Required action: Copy every line in the records below that contains the word "bool".

Given data:
------------------------------------

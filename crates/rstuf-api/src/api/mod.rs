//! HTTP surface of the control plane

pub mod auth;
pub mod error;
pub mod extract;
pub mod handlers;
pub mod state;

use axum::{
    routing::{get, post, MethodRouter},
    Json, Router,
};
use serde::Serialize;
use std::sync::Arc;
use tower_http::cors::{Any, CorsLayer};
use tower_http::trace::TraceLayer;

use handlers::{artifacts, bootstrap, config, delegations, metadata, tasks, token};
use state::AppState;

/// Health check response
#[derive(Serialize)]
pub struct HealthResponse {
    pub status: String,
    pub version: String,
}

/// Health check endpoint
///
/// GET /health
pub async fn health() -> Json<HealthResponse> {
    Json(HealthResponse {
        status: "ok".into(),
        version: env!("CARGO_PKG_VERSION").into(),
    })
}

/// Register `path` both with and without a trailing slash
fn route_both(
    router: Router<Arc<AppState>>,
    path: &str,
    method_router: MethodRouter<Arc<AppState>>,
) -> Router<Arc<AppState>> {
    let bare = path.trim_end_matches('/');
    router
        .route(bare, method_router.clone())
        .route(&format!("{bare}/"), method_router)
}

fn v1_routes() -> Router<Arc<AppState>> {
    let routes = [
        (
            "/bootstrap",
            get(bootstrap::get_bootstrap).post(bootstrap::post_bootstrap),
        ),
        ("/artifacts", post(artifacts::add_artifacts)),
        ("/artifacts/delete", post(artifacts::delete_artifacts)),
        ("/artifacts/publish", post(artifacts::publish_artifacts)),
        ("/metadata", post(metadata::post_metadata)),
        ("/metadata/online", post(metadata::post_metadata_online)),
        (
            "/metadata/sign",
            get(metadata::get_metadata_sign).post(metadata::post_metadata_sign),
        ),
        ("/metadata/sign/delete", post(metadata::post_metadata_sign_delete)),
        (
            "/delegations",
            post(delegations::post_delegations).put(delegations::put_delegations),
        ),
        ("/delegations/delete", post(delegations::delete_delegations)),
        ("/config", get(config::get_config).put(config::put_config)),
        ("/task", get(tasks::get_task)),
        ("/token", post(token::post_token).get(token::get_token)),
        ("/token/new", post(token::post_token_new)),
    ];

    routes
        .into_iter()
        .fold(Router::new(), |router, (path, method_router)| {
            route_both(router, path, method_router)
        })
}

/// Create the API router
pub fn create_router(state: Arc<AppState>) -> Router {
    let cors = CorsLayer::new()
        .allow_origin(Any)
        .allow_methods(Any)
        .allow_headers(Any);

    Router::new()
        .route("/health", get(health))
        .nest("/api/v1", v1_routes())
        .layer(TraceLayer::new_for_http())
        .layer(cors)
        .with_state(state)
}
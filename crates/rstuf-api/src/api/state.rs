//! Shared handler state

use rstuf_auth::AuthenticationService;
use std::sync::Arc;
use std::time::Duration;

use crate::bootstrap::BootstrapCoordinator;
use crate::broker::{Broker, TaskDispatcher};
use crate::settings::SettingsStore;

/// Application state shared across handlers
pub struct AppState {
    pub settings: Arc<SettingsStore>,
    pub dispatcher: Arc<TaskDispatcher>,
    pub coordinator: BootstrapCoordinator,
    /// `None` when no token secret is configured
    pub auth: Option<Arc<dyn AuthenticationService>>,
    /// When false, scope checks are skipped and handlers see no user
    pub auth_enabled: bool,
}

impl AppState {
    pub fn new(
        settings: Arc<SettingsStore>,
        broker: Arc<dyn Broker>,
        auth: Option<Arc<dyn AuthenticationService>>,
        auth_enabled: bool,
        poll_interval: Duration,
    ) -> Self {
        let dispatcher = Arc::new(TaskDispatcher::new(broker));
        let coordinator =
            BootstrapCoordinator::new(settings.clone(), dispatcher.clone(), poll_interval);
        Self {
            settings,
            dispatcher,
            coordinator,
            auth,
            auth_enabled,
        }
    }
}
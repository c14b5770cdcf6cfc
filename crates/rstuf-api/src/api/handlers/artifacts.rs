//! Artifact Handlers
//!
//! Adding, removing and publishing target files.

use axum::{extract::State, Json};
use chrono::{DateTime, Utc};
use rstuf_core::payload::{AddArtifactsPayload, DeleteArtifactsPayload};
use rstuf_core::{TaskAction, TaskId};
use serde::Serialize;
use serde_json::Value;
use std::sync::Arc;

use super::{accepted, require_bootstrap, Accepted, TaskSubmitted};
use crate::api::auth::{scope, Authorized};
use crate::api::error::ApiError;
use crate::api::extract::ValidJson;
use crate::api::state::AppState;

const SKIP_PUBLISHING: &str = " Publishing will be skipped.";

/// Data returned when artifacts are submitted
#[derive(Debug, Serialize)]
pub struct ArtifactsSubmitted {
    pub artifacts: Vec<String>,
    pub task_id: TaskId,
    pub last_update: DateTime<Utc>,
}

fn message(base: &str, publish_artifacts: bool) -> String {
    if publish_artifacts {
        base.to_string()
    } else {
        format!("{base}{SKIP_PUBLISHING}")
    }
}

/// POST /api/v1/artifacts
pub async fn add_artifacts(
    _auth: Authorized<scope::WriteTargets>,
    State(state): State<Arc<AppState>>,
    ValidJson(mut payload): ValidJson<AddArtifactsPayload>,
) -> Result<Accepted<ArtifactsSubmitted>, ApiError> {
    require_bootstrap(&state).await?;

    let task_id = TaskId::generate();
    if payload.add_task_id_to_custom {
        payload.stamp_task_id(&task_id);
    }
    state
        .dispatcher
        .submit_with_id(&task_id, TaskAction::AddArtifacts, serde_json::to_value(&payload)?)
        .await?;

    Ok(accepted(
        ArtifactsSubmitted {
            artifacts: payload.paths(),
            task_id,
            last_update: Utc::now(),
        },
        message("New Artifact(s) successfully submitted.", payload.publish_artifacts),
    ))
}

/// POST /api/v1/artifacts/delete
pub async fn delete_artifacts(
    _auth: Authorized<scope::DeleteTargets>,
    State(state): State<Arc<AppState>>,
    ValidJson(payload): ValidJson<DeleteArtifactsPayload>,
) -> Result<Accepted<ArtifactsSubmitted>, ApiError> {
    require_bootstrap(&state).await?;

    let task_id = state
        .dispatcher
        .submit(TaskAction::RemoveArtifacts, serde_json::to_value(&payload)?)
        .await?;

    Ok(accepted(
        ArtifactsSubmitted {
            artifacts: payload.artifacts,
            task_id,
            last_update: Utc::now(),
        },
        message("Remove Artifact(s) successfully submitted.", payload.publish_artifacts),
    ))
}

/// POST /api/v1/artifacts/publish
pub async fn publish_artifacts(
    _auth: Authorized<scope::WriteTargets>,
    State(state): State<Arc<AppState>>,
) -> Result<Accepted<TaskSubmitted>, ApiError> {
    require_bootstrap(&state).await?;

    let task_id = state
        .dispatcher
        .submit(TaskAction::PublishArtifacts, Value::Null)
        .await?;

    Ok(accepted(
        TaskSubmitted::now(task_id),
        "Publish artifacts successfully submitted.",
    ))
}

------------------------------------

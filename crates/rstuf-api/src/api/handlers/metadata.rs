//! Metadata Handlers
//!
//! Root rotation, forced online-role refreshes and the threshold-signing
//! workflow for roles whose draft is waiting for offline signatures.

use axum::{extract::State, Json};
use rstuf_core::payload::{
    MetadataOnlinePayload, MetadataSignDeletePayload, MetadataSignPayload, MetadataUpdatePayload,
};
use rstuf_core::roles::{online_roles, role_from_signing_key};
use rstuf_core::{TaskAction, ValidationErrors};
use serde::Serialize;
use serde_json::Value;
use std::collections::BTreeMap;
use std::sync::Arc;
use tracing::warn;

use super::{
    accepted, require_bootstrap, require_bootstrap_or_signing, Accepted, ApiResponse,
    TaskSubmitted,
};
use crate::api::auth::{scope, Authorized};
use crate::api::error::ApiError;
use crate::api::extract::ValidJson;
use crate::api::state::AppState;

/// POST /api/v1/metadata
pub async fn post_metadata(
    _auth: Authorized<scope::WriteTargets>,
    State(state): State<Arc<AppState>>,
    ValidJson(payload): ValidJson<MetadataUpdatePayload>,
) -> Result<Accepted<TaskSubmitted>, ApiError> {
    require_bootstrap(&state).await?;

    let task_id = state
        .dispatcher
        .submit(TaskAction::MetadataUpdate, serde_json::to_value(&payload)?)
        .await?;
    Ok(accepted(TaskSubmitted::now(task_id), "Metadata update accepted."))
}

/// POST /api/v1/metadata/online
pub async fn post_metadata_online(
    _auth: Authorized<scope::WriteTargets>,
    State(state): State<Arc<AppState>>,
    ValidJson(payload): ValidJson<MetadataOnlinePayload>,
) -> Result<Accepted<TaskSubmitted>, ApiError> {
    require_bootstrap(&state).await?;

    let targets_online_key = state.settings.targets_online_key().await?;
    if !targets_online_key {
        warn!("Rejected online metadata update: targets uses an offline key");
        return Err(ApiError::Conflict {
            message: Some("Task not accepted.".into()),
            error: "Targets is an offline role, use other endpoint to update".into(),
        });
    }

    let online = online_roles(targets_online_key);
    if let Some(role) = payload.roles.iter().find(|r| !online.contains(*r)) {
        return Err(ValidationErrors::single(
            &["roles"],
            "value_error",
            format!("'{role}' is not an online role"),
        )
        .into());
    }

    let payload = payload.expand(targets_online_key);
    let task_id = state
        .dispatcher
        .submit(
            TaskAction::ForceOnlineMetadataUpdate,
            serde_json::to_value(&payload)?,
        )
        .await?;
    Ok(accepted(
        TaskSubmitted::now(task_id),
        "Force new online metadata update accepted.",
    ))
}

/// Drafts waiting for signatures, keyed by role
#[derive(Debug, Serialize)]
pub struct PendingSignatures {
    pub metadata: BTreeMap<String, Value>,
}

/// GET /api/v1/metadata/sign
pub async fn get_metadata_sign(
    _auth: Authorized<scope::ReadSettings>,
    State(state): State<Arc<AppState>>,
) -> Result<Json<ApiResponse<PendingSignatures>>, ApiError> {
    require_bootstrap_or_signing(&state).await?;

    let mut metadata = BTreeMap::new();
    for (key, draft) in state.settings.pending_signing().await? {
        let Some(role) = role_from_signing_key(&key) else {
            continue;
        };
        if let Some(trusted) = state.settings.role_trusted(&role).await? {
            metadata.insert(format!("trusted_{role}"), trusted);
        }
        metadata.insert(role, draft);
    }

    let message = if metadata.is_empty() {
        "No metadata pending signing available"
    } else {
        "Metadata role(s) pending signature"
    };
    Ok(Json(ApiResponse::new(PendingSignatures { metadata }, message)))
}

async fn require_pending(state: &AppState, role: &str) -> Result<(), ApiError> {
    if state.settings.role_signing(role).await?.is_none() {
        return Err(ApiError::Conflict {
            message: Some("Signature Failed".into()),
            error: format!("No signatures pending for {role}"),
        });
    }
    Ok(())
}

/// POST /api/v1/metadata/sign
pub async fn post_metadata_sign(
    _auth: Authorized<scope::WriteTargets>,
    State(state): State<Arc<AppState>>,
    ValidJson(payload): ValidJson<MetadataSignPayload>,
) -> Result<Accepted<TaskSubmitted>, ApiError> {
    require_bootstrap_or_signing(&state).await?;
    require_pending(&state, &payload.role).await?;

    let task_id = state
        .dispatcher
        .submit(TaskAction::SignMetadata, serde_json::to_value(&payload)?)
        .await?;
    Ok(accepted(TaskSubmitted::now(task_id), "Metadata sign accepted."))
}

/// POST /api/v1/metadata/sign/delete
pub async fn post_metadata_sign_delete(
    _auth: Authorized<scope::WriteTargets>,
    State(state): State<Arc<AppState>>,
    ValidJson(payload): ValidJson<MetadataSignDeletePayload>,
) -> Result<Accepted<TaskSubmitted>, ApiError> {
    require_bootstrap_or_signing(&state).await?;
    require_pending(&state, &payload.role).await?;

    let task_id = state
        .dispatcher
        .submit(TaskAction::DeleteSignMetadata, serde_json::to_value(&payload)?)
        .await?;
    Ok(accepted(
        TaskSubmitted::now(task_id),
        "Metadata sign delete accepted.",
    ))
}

------------------------------------

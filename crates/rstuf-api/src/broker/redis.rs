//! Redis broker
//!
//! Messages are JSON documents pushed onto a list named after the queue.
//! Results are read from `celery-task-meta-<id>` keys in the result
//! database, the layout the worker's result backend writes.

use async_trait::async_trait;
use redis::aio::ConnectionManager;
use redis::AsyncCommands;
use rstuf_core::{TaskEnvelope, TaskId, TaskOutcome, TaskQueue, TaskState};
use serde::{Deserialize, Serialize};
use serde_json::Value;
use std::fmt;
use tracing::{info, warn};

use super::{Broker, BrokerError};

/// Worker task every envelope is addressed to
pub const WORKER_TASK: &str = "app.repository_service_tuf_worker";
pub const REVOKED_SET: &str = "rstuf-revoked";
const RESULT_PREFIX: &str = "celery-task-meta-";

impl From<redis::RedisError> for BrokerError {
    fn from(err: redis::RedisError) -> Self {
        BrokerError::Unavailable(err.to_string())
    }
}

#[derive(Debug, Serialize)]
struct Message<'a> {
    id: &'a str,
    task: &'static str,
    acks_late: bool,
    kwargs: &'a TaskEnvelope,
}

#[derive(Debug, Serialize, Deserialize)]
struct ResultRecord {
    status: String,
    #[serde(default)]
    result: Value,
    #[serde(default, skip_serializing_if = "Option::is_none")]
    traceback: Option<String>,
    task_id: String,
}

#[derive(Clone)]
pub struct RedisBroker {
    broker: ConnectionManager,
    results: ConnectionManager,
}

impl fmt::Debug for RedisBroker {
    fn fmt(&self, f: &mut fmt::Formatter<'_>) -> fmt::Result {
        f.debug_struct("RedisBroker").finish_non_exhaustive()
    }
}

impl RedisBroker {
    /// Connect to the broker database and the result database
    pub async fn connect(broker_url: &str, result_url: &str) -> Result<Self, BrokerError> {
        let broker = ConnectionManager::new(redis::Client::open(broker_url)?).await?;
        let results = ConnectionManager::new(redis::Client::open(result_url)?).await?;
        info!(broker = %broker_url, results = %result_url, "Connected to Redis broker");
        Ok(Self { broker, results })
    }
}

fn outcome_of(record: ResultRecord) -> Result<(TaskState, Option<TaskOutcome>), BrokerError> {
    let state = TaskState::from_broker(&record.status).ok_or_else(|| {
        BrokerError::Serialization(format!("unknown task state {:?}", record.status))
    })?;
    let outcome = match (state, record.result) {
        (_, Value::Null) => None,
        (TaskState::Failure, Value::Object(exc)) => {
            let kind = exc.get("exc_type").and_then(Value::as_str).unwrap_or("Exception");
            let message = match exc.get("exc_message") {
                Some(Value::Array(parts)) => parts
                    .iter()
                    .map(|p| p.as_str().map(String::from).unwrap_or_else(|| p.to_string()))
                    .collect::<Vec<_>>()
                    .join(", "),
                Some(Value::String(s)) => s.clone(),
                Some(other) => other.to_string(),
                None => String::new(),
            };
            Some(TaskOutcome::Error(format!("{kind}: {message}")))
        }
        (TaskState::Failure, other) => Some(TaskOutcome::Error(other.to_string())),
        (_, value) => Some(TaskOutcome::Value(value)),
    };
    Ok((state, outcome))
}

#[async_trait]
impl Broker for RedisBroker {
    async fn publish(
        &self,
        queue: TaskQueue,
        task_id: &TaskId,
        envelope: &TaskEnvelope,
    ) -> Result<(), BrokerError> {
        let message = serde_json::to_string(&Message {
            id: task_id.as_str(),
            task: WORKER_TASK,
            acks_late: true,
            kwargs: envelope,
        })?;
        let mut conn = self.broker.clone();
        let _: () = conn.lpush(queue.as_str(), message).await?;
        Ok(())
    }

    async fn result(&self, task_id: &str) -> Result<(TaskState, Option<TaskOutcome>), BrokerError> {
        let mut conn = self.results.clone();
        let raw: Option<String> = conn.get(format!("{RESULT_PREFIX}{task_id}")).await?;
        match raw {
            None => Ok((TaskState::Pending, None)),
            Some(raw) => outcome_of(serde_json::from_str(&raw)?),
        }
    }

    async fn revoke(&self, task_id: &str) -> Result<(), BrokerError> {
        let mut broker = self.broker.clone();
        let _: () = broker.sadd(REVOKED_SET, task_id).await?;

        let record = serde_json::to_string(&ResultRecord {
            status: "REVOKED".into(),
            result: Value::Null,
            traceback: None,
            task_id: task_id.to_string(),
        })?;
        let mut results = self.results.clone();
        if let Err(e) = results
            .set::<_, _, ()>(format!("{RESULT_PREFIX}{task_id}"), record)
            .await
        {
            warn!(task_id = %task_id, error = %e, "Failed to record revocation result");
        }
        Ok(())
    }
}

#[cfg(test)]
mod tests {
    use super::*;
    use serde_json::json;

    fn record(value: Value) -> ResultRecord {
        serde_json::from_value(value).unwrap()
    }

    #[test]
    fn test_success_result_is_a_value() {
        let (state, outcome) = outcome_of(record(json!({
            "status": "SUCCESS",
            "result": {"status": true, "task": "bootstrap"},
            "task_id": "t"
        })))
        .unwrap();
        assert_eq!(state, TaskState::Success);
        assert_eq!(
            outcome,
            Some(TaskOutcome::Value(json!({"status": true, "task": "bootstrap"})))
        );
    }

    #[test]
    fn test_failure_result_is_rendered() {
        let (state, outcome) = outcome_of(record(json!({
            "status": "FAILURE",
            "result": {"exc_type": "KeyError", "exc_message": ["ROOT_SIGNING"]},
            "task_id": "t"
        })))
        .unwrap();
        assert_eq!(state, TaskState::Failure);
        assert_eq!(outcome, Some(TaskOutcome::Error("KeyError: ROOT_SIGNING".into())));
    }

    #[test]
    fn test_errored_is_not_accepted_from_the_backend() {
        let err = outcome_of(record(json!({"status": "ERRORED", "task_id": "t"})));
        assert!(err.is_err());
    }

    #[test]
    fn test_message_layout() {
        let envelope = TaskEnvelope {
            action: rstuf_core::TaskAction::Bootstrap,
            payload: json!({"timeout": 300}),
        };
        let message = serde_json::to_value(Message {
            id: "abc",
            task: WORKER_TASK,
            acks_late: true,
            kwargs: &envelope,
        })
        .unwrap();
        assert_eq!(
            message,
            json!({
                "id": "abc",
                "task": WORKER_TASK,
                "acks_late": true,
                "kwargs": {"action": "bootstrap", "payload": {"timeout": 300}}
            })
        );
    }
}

------------------------------------

Result for this exercise:
    pub auth_enabled: bool,
        auth_enabled: bool,
fn message(base: &str, publish_artifacts: bool) -> String {
    acks_late: bool,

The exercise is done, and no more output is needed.